Which lines below contain "bytes"? Pull them out.

Collected data entries

--- START ---

//! Argument parsing (§4.1.1), execution-choice dispatch (§4.1.7) and
//! extraction (§4.1.8).

use std::ffi::CString;
use std::os::unix::ffi::OsStrExt;
use std::path::{Path, PathBuf};
use std::process::Command;

use linglong_common::{Error, Result};

use crate::cleanup;
use crate::meta::Meta;

#[derive(Debug, PartialEq, Eq)]
pub enum Action {
    PrintMeta,
    Extract(PathBuf),
    Help,
    Run { loader_args: Vec<String> },
}

/// Parses `argv[1..]` into exactly one of `--extract=PATH`, `--print-meta`,
/// `--help`, or (default) a run with everything after a `--` separator
/// forwarded as loader args. More than one exclusive option is a contract
/// error (§4.1.1).
pub fn parse_args(args: &[String]) -> Result<Action> {
    let mut exclusive: Option<Action> = None;
    let mut loader_args = Vec::new();
    let mut past_separator = false;

    for arg in args {
        if past_separator {
            loader_args.push(arg.clone());
            continue;
        }
        if arg == "--" {
            past_separator = true;
            continue;
        }
        if let Some(path) = arg.strip_prefix("--extract=") {
            set_exclusive(&mut exclusive, Action::Extract(PathBuf::from(path)))?;
        } else if arg == "--print-meta" {
            set_exclusive(&mut exclusive, Action::PrintMeta)?;
        } else if arg == "--help" {
            set_exclusive(&mut exclusive, Action::Help)?;
        } else {
            return Err(Error::contract(format!("unrecognized option {arg}")));
        }
    }

    Ok(exclusive.unwrap_or(Action::Run { loader_args }))
}

fn set_exclusive(slot: &mut Option<Action>, action: Action) -> Result<()> {
    if slot.is_some() {
        return Err(Error::contract("more than one exclusive UAB option given"));
    }
    *slot = Some(action);
    Ok(())
}

pub const USAGE: &str = "\
Usage: uabBundle [options] [-- <loader args>]

  --extract=PATH   mount the bundle and copy its contents to PATH
  --print-meta     print the bundle's metadata JSON and exit
  --help           print this message and exit
  --               everything after this is passed to the embedded loader
";

/// Walks `PATH` looking for an `ll-cli` entry that is `S_IXOTH` (the exact
/// check the original `detectLinglong` makes — not a more permissive
/// executable-by-anyone-including-owner test).
pub fn detect_linglong() -> Option<PathBuf> {
    let path_var = std::env::var_os("PATH")?;
    for dir in std::env::split_paths(&path_var) {
        let candidate = dir.join("ll-cli");
        if let Ok(meta) = std::fs::metadata(&candidate) {
            use std::os::unix::fs::PermissionsExt;
            if meta.permissions().mode() & libc::S_IXOTH as u32 != 0 {
                return Some(candidate);
            }
        }
    }
    None
}

#[derive(serde::Deserialize)]
struct LlCliListEntry {
    id: String,
    channel: String,
    version: String,
    arch: Vec<String>,
}

/// `importSelf`: lists installed apps via `ll-cli --json list`, and installs
/// the bundle's own app layer only if its `channel:id/version/arch[0]`
/// reference isn't already present (§4.1.7).
pub fn import_self(ll_cli: &Path, self_path: &Path, meta: &Meta) -> Result<()> {
    let wanted_ref = meta.app_ref()?;

    let output = Command::new(ll_cli)
        .args(["--json", "list"])
        .output()
        .map_err(|e| Error::syscall(format!("failed to exec {}: {e}", ll_cli.display())))?;

    let already_installed = if output.status.success() {
        parse_installed_refs(&output.stdout).contains(&wanted_ref)
    } else {
        false
    };

    if !already_installed {
        let status = Command::new(ll_cli)
            .arg("install")
            .arg(self_path)
            .status()
            .map_err(|e| Error::syscall(format!("failed to exec {}: {e}", ll_cli.display())))?;
        if !status.success() {
            return Err(Error::syscall(format!("{} install exited with {status}", ll_cli.display())));
        }
    }

    Ok(())
}

fn parse_installed_refs(json: &[u8]) -> Vec<String> {
    let Ok(entries) = serde_json::from_slice::<Vec<LlCliListEntry>>(json) else {
        return Vec::new();
    };
    entries
        .into_iter()
        .filter_map(|e| e.arch.first().map(|arch| format!("{}:{}/{}/{}", e.channel, e.id, e.version, arch)))
        .collect()
}

/// Delegation path: `execv`'s `ll-cli run <appID>`, replacing the process
/// image. Does not unmount first — there is nothing left to run cleanup
/// after a successful `exec`. Only returns (with an `Err`) if `exec` itself
/// failed, in which case the caller must still clean up.
pub fn run_app_linglong(ll_cli: &Path, app_id: &str) -> Result<()> {
    let ll_cli_c = CString::new(ll_cli.as_os_str().as_bytes()).expect("path has no NUL bytes");
    let run = CString::new("run").unwrap();
    let app_id_c = CString::new(app_id).expect("appID has no NUL bytes");
    let argv = [ll_cli_c.as_ptr(), run.as_ptr(), app_id_c.as_ptr(), std::ptr::null()];

    unsafe {
        libc::execv(ll_cli_c.as_ptr(), argv.as_ptr());
    }
    Err(Error::from_errno(&format!("execv {} failed", ll_cli.display())))
}

/// Non-delegation path: fork+exec `<mountPoint>/loader <loaderArgs>`, wait,
/// and forward its exit status to `cleanAndExit` (§4.1.7). Never returns.
pub fn run_app_loader(mount_point: &Path, loader_args: &[String]) -> ! {
    let loader_path = mount_point.join("loader");
    let status = Command::new(&loader_path).args(loader_args).status();

    match status {
        Ok(status) => {
            let code = status.code().unwrap_or(-1);
            cleanup::clean_and_exit(code);
        }
        Err(e) => {
            log::error!("failed to exec {}: {e}", loader_path.display());
            cleanup::clean_and_exit(-1);
        }
    }
}

/// `--extract=PATH`: copies the mounted bundle's contents into `PATH`,
/// preserving symlinks (§4.1.8). `PATH`'s parent must already exist; `PATH`
/// itself is created if absent and must otherwise be an empty directory.
pub fn extract_bundle(mount_point: &Path, destination: &Path) -> Result<()> {
    let parent = destination
        .parent()
        .filter(|p| !p.as_os_str().is_empty())
        .unwrap_or_else(|| Path::new("."));
    if !parent.is_dir() {
        return Err(Error::environment(format!(
            "extract destination's parent {} does not exist",
            parent.display()
        )));
    }

    if destination.exists() {
        if !destination.is_dir() {
            return Err(Error::contract(format!("{} exists and is not a directory", destination.display())));
        }
        let has_entries = std::fs::read_dir(destination)
            .map_err(|e| Error::syscall(format!("readdir {} failed: {e}", destination.display())))?
            .next()
            .is_some();
        if has_entries {
            return Err(Error::contract(format!("{} is not empty", destination.display())));
        }
    } else {
        std::fs::create_dir(destination)
            .map_err(|e| Error::syscall(format!("mkdir {} failed: {e}", destination.display())))?;
    }

    copy_preserving_symlinks(mount_point, destination)
}

fn copy_preserving_symlinks(src: &Path, dst: &Path) -> Result<()> {
    for entry in std::fs::read_dir(src)
        .map_err(|e| Error::syscall(format!("readdir {} failed: {e}", src.display())))?
    {
        let entry = entry.map_err(|e| Error::syscall(format!("readdir entry failed: {e}")))?;
        let file_type = entry
            .file_type()
            .map_err(|e| Error::syscall(format!("lstat {} failed: {e}", entry.path().display())))?;
        let dst_path = dst.join(entry.file_name());

        if file_type.is_symlink() {
            let target = std::fs::read_link(entry.path())
                .map_err(|e| Error::syscall(format!("readlink {} failed: {e}", entry.path().display())))?;
            std::os::unix::fs::symlink(&target, &dst_path)
                .map_err(|e| Error::syscall(format!("symlink {} failed: {e}", dst_path.display())))?;
        } else if file_type.is_dir() {
            std::fs::create_dir(&dst_path)
                .map_err(|e| Error::syscall(format!("mkdir {} failed: {e}", dst_path.display())))?;
            copy_preserving_symlinks(&entry.path(), &dst_path)?;
        } else {
            std::fs::copy(entry.path(), &dst_path)
                .map_err(|e| Error::syscall(format!("copy to {} failed: {e}", dst_path.display())))?;
        }
    }
    Ok(())
}

#[cfg(test)]
mod tests {
    use super::*;

    #[test]
    fn parses_print_meta() {
        let args = vec!["--print-meta".to_string()];
        assert_eq!(parse_args(&args).unwrap(), Action::PrintMeta);
    }

    #[test]
    fn parses_extract_with_path() {
        let args = vec!["--extract=/tmp/out".to_string()];
        assert_eq!(parse_args(&args).unwrap(), Action::Extract(PathBuf::from("/tmp/out")));
    }

    #[test]
    fn splits_loader_args_after_separator() {
        let args = vec!["--".to_string(), "--help".to_string(), "foo".to_string()];
        assert_eq!(
            parse_args(&args).unwrap(),
            Action::Run { loader_args: vec!["--help".to_string(), "foo".to_string()] }
        );
    }

    #[test]
    fn rejects_more_than_one_exclusive_option() {
        let args = vec!["--print-meta".to_string(), "--help".to_string()];
        assert!(parse_args(&args).is_err());
    }

    #[test]
    fn extract_copies_files_and_symlinks() {
        let src = tempfile::tempdir().unwrap();
        std::fs::write(src.path().join("file.txt"), b"hello").unwrap();
        std::os::unix::fs::symlink("file.txt", src.path().join("link.txt")).unwrap();

        let dst_parent = tempfile::tempdir().unwrap();
        let dst = dst_parent.path().join("out");

        extract_bundle(src.path(), &dst).unwrap();

        assert_eq!(std::fs::read(dst.join("file.txt")).unwrap(), b"hello");
        assert_eq!(std::fs::read_link(dst.join("link.txt")).unwrap(), PathBuf::from("file.txt"));
    }

    #[test]
    fn extract_rejects_nonempty_destination() {
        let src = tempfile::tempdir().unwrap();
        std::fs::write(src.path().join("file.txt"), b"hello").unwrap();

        let dst = tempfile::tempdir().unwrap();
        std::fs::write(dst.path().join("existing"), b"x").unwrap();

        assert!(extract_bundle(src.path(), dst.path()).is_err());
    }
}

--- END ---

→ **Solution below**:
    let ll_cli_c = CString::new(ll_cli.as_os_str().as_bytes()).expect("path has no NUL bytes");
    let app_id_c = CString::new(app_id).expect("appID has no NUL bytes");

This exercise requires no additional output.